Charles van Nerekool hesitated no longer. He felt indeed in great need of sympathy; and wanted, above all things, to pour out his heart to his friend. He began his story therefore, by telling him how, on the occasion of the State-ball, he had declared his love to Anna.

In the most vivid colours he described to his friend that happy moment in which, carried away by the excitement of the dance and the glorious tones of Weber’s waltz, he had allowed the long-treasured secret of his heart to escape from him; and his rapture when the girl, whom he so dearly loved, had uttered the one little word which assured him that she returned his affection. He told him of that sacred moment when their lips first met in the garden.

“Oscula qui sumpsit, si non et caetera sumpsit

Haec quoque quae data sunt, perdere dignus erat.”
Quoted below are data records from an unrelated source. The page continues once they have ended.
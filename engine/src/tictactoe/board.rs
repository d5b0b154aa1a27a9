use std::fmt;
use std::str::FromStr;

use super::error::EngineError;
use super::types::{BOARD_SIZE, Mark, Move};

pub type Cells = [[Mark; BOARD_SIZE]; BOARD_SIZE];

/// A 3x3 position. Boards are `Copy`, so applying a move always yields a new
/// board and never touches the parent.
#[derive(Debug, Clone, Copy, PartialEq, Eq, Hash)]
pub struct Board {
    cells: Cells,
}

impl Board {
    pub fn initial() -> Self {
        Self {
            cells: [[Mark::Empty; BOARD_SIZE]; BOARD_SIZE],
        }
    }

    /// Builds a board from raw cells, rejecting mark counts no game can reach.
    pub fn from_cells(cells: Cells) -> Result<Self, EngineError> {
        let board = Self { cells };
        let x_count = board.count(Mark::X);
        let o_count = board.count(Mark::O);
        if x_count != o_count && x_count != o_count + 1 {
            return Err(EngineError::InvalidBoard(format!(
                "X count ({}) must equal O count ({}) or exceed it by one",
                x_count, o_count
            )));
        }
        Ok(board)
    }

    pub fn cells(&self) -> &Cells {
        &self.cells
    }

    pub fn get(&self, mv: Move) -> Option<Mark> {
        if !mv.is_in_bounds() {
            return None;
        }
        Some(self.cells[mv.row][mv.col])
    }

    pub fn count(&self, mark: Mark) -> usize {
        self.cells
            .iter()
            .flat_map(|row| row.iter())
            .filter(|&&cell| cell == mark)
            .count()
    }

    pub fn empty_count(&self) -> usize {
        self.count(Mark::Empty)
    }

    pub fn is_full(&self) -> bool {
        self.empty_count() == 0
    }

    /// Compact single-line form, e.g. `XOX/XO./O..`.
    pub fn to_compact(&self) -> String {
        self.cells
            .iter()
            .map(|row| row.iter().map(Mark::to_char).collect::<String>())
            .collect::<Vec<_>>()
            .join("/")
    }
}

impl Default for Board {
    fn default() -> Self {
        Self::initial()
    }
}

impl fmt::Display for Board {
    fn fmt(&self, f: &mut fmt::Formatter<'_>) -> fmt::Result {
        for (i, row) in self.cells.iter().enumerate() {
            if i > 0 {
                writeln!(f)?;
            }
            for &cell in row {
                write!(f, "{}", cell)?;
            }
        }
        Ok(())
    }
}

impl FromStr for Board {
    type Err = EngineError;

    /// Accepts rows separated by `/` or newlines; cells are `X`, `O` or `.`.
    fn from_str(s: &str) -> Result<Self, Self::Err> {
        let rows: Vec<&str> = s
            .trim()
            .split(['/', '\n'])
            .map(str::trim)
            .collect();
        if rows.len() != BOARD_SIZE {
            return Err(EngineError::InvalidBoard(format!(
                "expected {} rows, got {}",
                BOARD_SIZE,
                rows.len()
            )));
        }

        let mut cells = [[Mark::Empty; BOARD_SIZE]; BOARD_SIZE];
        for (row, text) in rows.iter().enumerate() {
            let marks = text
                .chars()
                .map(|c| {
                    Mark::from_char(c).ok_or_else(|| {
                        EngineError::InvalidBoard(format!("unexpected character '{}'", c))
                    })
                })
                .collect::<Result<Vec<_>, _>>()?;
            if marks.len() != BOARD_SIZE {
                return Err(EngineError::InvalidBoard(format!(
                    "row {} has {} cells, expected {}",
                    row,
                    marks.len(),
                    BOARD_SIZE
                )));
            }
            cells[row].copy_from_slice(&marks);
        }

        Board::from_cells(cells)
    }
}

pub fn initial_state() -> Board {
    Board::initial()
}

/// X moves whenever an odd number of cells is still empty.
pub fn player(board: &Board) -> Mark {
    if board.empty_count() % 2 != 0 {
        Mark::X
    } else {
        Mark::O
    }
}

/// Empty cells in row-major order.
pub fn actions(board: &Board) -> Vec<Move> {
    let mut moves = Vec::with_capacity(board.empty_count());
    for (row, cells) in board.cells.iter().enumerate() {
        for (col, &cell) in cells.iter().enumerate() {
            if cell == Mark::Empty {
                moves.push(Move::new(row, col));
            }
        }
    }
    moves
}

pub fn result(board: &Board, mv: Move) -> Result<Board, EngineError> {
    match board.get(mv) {
        None => Err(EngineError::out_of_bounds(mv)),
        Some(Mark::Empty) => Ok(successor(board, mv)),
        Some(_) => Err(EngineError::occupied(mv)),
    }
}

/// Places the side to move on `mv`. Callers guarantee `mv` came from `actions`.
pub(super) fn successor(board: &Board, mv: Move) -> Board {
    let mut next = *board;
    next.cells[mv.row][mv.col] = player(board);
    next
}

pub fn is_valid_move(board: &Board, mv: Move) -> bool {
    board.get(mv) == Some(Mark::Empty)
}

#[cfg(test)]
mod tests {
    use super::*;
    use crate::tictactoe::error::InvalidMoveReason;

    fn board(s: &str) -> Board {
        s.parse().unwrap()
    }

    #[test]
    fn test_initial_state_is_empty() {
        let b = initial_state();
        assert_eq!(b.empty_count(), 9);
        assert_eq!(player(&b), Mark::X);
        assert_eq!(actions(&b).len(), 9);
    }

    #[test]
    fn test_player_alternates() {
        let b = initial_state();
        let b = result(&b, Move::new(1, 1)).unwrap();
        assert_eq!(player(&b), Mark::O);
        let b = result(&b, Move::new(0, 0)).unwrap();
        assert_eq!(player(&b), Mark::X);
    }

    #[test]
    fn test_actions_are_row_major_empty_cells() {
        let b = board("XOX/XO./O..");
        assert_eq!(
            actions(&b),
            vec![Move::new(1, 2), Move::new(2, 1), Move::new(2, 2)]
        );
    }

    #[test]
    fn test_result_sets_only_target_cell() {
        let before = board("X../.O./...");
        let mv = Move::new(2, 2);
        let after = result(&before, mv).unwrap();

        assert_eq!(after.get(mv), Some(Mark::X));
        for row in 0..BOARD_SIZE {
            for col in 0..BOARD_SIZE {
                let pos = Move::new(row, col);
                if pos != mv {
                    assert_eq!(after.get(pos), before.get(pos));
                }
            }
        }
        assert_eq!(before.get(mv), Some(Mark::Empty));
    }

    #[test]
    fn test_result_rejects_occupied_cell() {
        let b = board("X../.../...");
        let err = result(&b, Move::new(0, 0)).unwrap_err();
        assert!(matches!(
            err,
            EngineError::InvalidMove { reason: InvalidMoveReason::Occupied, .. }
        ));
    }

    #[test]
    fn test_result_rejects_out_of_bounds() {
        let b = initial_state();
        let err = result(&b, Move::new(0, 3)).unwrap_err();
        assert!(matches!(
            err,
            EngineError::InvalidMove { reason: InvalidMoveReason::OutOfBounds, .. }
        ));
        assert!(!is_valid_move(&b, Move::new(3, 0)));
        assert!(is_valid_move(&b, Move::new(2, 2)));
    }

    #[test]
    fn test_parse_and_display() {
        let b = board("xo./.X./..o");
        assert_eq!(b.to_compact(), "XO./.X./..O");
        assert_eq!(b.to_string(), "XO.\n.X.\n..O");
        assert_eq!(board(&b.to_string()), b);
    }

    #[test]
    fn test_parse_rejects_malformed_text() {
        assert!(matches!("XOX/XO.".parse::<Board>(), Err(EngineError::InvalidBoard(_))));
        assert!(matches!("XOX/XO../O..".parse::<Board>(), Err(EngineError::InvalidBoard(_))));
        assert!(matches!("XOX/XZ./O..".parse::<Board>(), Err(EngineError::InvalidBoard(_))));
    }

    #[test]
    fn test_from_cells_rejects_impossible_counts() {
        assert!("XX./.../...".parse::<Board>().is_err());
        assert!("O../.../...".parse::<Board>().is_err());
        assert!("XO./X../...".parse::<Board>().is_ok());
    }
}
muttered Verstork to himself. He, in his youth, had studied the classics, and now he could not help smiling as he recalled the two well-known lines from Ovid’s Ars Amandi. But when he saw with what a sorrowful shake of the head his friend answered the half audible quotation, he at once discovered how deep a wound had been struck into that poor heart. The story of that blissful love-scene and of those happy moments spent in the garden of the Residence in the shade of the Padan arbour, was followed by an equally graphic description of the rude awakening out of that dream of love and felicity. Charles van Nerekool went on telling his friend how Mrs. van Gulpendam had broken in upon the interview—he told him all about the conversation which he afterwards had held with fair Laurentia.

A very very bitter smile passed over the Controller’s lips when he heard what means of seduction the Resident’s wife had deigned to employ.

“My poor friend, my poor friend,” he muttered almost inaudibly; “but is this all?”

“Oh, no!” cried van Nerekool.

“Well, go on, I am all ears.”

“The next day,” continued van Nerekool, “I paid a visit to the Residence, as I had promised Anna I would do; in order to lay before her father my formal request for her hand. I had great difficulty in obtaining an audience at all; and it was not until after I had waited for a considerable time that I got to be admitted into the presence of the Resident.